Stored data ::
*** Begin section ***

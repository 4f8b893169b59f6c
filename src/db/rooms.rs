//! Room database queries.

use chrono::Utc;

use super::DbPool;
use crate::models::Room;
use crate::{Error, Result};

/// Input for creating a room.
#[derive(Debug, Clone)]
pub struct CreateRoom {
    pub id: String,
    pub name: String,
    pub capacity: i64,
    pub description: Option<String>,
    pub location: Option<String>,
}

/// Input for updating a room. Only the provided fields change.
#[derive(Debug, Clone, Default)]
pub struct UpdateRoom {
    pub name: Option<String>,
    pub capacity: Option<i64>,
    pub description: Option<String>,
    pub location: Option<String>,
}

/// Create a new room.
pub async fn create_room(pool: &DbPool, input: CreateRoom) -> Result<Room> {
    let now = Utc::now();
    sqlx::query_as::<_, Room>(
        r#"
        INSERT INTO rooms (id, name, capacity, description, location, is_active, created_at, updated_at)
        VALUES (?, ?, ?, ?, ?, 1, ?, ?)
        RETURNING *
        "#,
    )
    .bind(&input.id)
    .bind(&input.name)
    .bind(input.capacity)
    .bind(&input.description)
    .bind(&input.location)
    .bind(now)
    .bind(now)
    .fetch_one(pool)
    .await
    .map_err(|e| match e {
        sqlx::Error::Database(ref db_err) if db_err.is_unique_violation() => {
            Error::AlreadyExists(format!("Room {} already exists", input.id))
        }
        _ => Error::Database(e),
    })
}

/// Get a room by ID.
pub async fn get_room(pool: &DbPool, id: &str) -> Result<Room> {
    sqlx::query_as::<_, Room>("SELECT * FROM rooms WHERE id = ?")
        .bind(id)
        .fetch_optional(pool)
        .await?
        .ok_or_else(|| Error::NotFound(format!("Room not found: {}", id)))
}

/// List active rooms, oldest first. Deactivated rooms stay in the table
/// but drop out of listings.
pub async fn list_active_rooms(pool: &DbPool) -> Result<Vec<Room>> {
    sqlx::query_as::<_, Room>("SELECT * FROM rooms WHERE is_active = 1 ORDER BY created_at ASC")
        .fetch_all(pool)
        .await
        .map_err(Error::Database)
}

/// Update a room. COALESCE keeps the stored value for absent fields.
pub async fn update_room(pool: &DbPool, id: &str, input: UpdateRoom) -> Result<Room> {
    sqlx::query_as::<_, Room>(
        r#"
        UPDATE rooms SET
            name        = COALESCE(?, name),
            capacity    = COALESCE(?, capacity),
            description = COALESCE(?, description),
            location    = COALESCE(?, location),
            updated_at  = ?
        WHERE id = ?
        RETURNING *
        "#,
    )
    .bind(&input.name)
    .bind(input.capacity)
    .bind(&input.description)
    .bind(&input.location)
    .bind(Utc::now())
    .bind(id)
    .fetch_optional(pool)
    .await?
    .ok_or_else(|| Error::NotFound(format!("Room not found: {}", id)))
}

/// Soft-delete a room by flipping is_active off.
pub async fn deactivate_room(pool: &DbPool, id: &str) -> Result<()> {
    let result = sqlx::query("UPDATE rooms SET is_active = 0, updated_at = ? WHERE id = ?")
        .bind(Utc::now())
        .bind(id)
        .execute(pool)
        .await?;

    if result.rows_affected() == 0 {
        return Err(Error::NotFound(format!("Room not found: {}", id)));
    }
    Ok(())
}
//! API Routes for Roombook
//!
//! This module combines all API routes into a single router.
//!
//! Route structure:
//! - /auth/* - Registration and login (public) plus /auth/me (protected)
//! - /reservations/* - Booking CRUD (token-protected)
//! - /admin/* - User and room management (token-protected, admin)
//! - /health* - Health checks (public)

mod admin;
mod auth;
mod reservations;
pub mod status;

use axum::Router;

use crate::AppState;

/// Build the complete API router.
pub fn routes(state: AppState) -> Router<AppState> {
    Router::new()
        // Health endpoints (public)
        .merge(status::routes())
        // Authentication routes (mixed public/protected)
        .nest("/auth", auth::routes(state.clone()))
        // Booking endpoints (authenticated)
        .nest("/reservations", reservations::routes(state.clone()))
        // Admin endpoints (authenticated + admin role)
        .nest("/admin", admin::routes(state))
}
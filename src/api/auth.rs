//! Authentication API endpoints.
//!
//! Routes:
//! - POST /auth/register - Create an account, returns a token (public)
//! - POST /auth/login - Exchange credentials for a token (public)
//! - GET /auth/me - Current user info (protected)

use axum::{
    extract::State,
    http::StatusCode,
    middleware::from_fn_with_state,
    response::IntoResponse,
    routing::{get, post},
    Extension, Json, Router,
};
use serde::{Deserialize, Serialize};

use crate::middleware::{require_auth, AuthUser};
use crate::services::AuthSession;
use crate::{AppState, Result};

// ============================================================================
// Request/Response Types
// ============================================================================

#[derive(Debug, Deserialize)]
pub struct RegisterRequest {
    pub email: String,
    pub password: String,
    pub display_name: String,
}

#[derive(Debug, Deserialize)]
pub struct LoginRequest {
    pub email: String,
    pub password: String,
}

#[derive(Debug, Serialize)]
pub struct AuthResponse {
    pub token: String,
    pub user_id: String,
    pub email: String,
    pub display_name: String,
    pub role: String,
}

impl From<AuthSession> for AuthResponse {
    fn from(session: AuthSession) -> Self {
        AuthResponse {
            token: session.token,
            user_id: session.user.id,
            email: session.user.email,
            display_name: session.user.display_name,
            role: session.user.role,
        }
    }
}

#[derive(Debug, Serialize)]
pub struct MeResponse {
    pub user_id: String,
    pub email: String,
    pub display_name: String,
    pub role: String,
}

// ============================================================================
// Routes
// ============================================================================

pub fn routes(state: AppState) -> Router<AppState> {
    let protected = Router::new()
        .route("/me", get(me))
        .layer(from_fn_with_state(state, require_auth));

    Router::new()
        .route("/register", post(register))
        .route("/login", post(login))
        .merge(protected)
}

// ============================================================================
// Handlers
// ============================================================================

async fn register(
    State(state): State<AppState>,
    Json(request): Json<RegisterRequest>,
) -> Result<impl IntoResponse> {
    let session = state
        .auth
        .register(&request.email, &request.password, &request.display_name)
        .await?;

    Ok((StatusCode::CREATED, Json(AuthResponse::from(session))))
}

async fn login(
    State(state): State<AppState>,
    Json(request): Json<LoginRequest>,
) -> Result<Json<AuthResponse>> {
    let session = state.auth.login(&request.email, &request.password).await?;
    Ok(Json(AuthResponse::from(session)))
}

async fn me(Extension(user): Extension<AuthUser>) -> Json<MeResponse> {
    Json(MeResponse {
        user_id: user.user_id,
        email: user.email,
        display_name: user.display_name,
        role: user.role,
    })
}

*** End section ***

The problem ::
Every line of the records that includes the word "found" should be gathered.

Response area ::
        .ok_or_else(|| Error::NotFound(format!("Room not found: {}", id)))
    .ok_or_else(|| Error::NotFound(format!("Room not found: {}", id)))
        return Err(Error::NotFound(format!("Room not found: {}", id)));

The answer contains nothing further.